Search the data below, and report every line in which "fails" occurs.

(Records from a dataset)
Start of Block

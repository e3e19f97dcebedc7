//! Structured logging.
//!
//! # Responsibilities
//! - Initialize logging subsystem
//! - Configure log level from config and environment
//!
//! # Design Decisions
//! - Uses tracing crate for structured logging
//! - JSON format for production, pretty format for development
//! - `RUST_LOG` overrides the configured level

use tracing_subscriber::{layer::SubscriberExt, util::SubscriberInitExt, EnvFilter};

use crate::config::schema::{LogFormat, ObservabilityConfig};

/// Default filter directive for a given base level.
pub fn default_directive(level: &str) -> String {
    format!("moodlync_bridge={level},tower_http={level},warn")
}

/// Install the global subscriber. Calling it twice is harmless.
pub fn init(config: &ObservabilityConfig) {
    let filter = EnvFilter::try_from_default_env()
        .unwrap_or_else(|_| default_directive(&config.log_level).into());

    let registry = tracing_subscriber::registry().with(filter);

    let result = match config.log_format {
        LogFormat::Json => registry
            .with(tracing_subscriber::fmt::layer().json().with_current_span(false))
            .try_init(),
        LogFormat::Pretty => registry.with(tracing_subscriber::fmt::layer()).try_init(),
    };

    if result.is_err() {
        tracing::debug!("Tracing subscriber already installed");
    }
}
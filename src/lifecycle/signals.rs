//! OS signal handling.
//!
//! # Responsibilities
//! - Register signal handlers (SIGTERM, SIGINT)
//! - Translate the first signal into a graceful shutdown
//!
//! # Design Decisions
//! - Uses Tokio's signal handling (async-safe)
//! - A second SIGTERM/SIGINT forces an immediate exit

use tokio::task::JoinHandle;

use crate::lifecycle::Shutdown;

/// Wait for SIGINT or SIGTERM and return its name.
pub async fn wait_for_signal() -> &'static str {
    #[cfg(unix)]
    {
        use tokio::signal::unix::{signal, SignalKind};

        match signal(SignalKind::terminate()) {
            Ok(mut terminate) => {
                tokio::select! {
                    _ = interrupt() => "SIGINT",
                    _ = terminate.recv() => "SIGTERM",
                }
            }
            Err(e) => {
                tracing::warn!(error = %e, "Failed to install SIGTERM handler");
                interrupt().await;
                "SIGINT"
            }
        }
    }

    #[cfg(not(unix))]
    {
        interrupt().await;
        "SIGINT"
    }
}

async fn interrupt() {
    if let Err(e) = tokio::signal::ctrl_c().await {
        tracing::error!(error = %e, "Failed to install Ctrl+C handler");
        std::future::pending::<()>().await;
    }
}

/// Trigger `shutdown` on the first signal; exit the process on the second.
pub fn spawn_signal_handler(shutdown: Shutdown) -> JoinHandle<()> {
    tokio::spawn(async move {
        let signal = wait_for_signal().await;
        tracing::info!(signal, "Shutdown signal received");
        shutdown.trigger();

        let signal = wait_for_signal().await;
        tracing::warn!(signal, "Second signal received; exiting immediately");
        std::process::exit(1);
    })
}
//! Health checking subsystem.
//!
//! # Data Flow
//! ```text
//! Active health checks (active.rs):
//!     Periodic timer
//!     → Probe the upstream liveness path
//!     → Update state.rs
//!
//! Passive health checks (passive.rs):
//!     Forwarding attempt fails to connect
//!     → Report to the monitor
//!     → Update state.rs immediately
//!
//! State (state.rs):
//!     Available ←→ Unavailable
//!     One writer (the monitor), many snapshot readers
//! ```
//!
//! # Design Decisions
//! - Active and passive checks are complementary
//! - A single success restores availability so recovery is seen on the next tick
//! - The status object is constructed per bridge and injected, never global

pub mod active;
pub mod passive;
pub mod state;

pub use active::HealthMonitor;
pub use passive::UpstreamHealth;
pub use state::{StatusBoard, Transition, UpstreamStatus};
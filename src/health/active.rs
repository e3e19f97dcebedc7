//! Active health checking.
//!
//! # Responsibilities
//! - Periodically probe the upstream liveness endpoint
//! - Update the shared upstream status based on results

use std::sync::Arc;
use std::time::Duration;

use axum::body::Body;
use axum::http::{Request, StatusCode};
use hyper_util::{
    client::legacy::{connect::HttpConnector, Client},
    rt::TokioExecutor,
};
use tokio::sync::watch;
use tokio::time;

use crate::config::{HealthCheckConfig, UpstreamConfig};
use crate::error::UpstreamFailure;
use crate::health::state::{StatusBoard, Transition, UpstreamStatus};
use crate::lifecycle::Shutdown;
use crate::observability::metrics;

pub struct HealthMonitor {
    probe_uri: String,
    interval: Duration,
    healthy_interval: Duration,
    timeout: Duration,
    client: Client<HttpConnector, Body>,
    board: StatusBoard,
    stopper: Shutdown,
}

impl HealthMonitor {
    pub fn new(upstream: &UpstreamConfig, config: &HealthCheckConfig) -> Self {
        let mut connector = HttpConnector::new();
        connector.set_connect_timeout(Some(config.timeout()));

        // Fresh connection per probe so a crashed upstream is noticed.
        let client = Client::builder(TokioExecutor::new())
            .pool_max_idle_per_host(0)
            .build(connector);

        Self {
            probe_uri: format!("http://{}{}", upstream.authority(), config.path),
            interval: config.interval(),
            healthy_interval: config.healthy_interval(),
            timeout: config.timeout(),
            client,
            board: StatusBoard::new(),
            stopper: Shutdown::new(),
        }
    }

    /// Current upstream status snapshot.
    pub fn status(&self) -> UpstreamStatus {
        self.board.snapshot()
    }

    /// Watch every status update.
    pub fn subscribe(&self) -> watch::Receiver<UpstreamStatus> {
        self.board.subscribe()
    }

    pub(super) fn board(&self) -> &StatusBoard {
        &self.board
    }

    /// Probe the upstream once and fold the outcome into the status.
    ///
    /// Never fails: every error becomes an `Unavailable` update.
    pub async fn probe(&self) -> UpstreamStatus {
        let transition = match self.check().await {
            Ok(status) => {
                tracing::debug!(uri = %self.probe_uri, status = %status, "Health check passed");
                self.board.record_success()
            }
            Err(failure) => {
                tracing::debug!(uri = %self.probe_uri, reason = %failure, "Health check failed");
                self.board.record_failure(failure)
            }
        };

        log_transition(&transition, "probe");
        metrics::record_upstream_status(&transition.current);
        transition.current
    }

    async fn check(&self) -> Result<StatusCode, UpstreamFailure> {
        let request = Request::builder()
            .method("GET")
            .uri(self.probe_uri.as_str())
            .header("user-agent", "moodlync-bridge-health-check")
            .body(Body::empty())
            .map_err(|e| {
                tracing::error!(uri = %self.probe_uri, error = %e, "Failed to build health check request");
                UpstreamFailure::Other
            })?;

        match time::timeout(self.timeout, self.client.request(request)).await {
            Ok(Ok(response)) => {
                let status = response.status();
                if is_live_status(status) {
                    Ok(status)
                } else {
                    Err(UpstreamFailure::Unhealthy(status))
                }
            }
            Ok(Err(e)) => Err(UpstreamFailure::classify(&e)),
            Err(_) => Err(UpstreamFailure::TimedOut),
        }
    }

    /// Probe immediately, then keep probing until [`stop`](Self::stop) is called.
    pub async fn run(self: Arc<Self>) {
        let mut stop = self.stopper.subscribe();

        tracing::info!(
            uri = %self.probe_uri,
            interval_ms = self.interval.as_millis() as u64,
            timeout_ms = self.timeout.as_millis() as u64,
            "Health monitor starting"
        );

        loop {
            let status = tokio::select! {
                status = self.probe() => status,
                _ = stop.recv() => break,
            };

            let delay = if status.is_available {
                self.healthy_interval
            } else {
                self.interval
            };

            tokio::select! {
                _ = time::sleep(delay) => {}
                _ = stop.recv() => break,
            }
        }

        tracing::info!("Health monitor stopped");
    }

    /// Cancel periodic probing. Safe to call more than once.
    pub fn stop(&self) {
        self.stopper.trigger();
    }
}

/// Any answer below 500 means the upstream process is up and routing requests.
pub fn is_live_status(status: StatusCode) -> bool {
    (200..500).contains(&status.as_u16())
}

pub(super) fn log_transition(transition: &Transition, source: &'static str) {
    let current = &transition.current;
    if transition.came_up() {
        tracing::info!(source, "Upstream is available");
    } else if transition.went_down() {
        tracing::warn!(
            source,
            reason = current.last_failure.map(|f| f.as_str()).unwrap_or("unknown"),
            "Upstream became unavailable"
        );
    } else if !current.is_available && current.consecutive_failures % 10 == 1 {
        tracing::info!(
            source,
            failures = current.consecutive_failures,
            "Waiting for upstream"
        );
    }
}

End of Block

> SOLUTION FOR THIS TASK:
//!     Forwarding attempt fails to connect
    /// Never fails: every error becomes an `Unavailable` update.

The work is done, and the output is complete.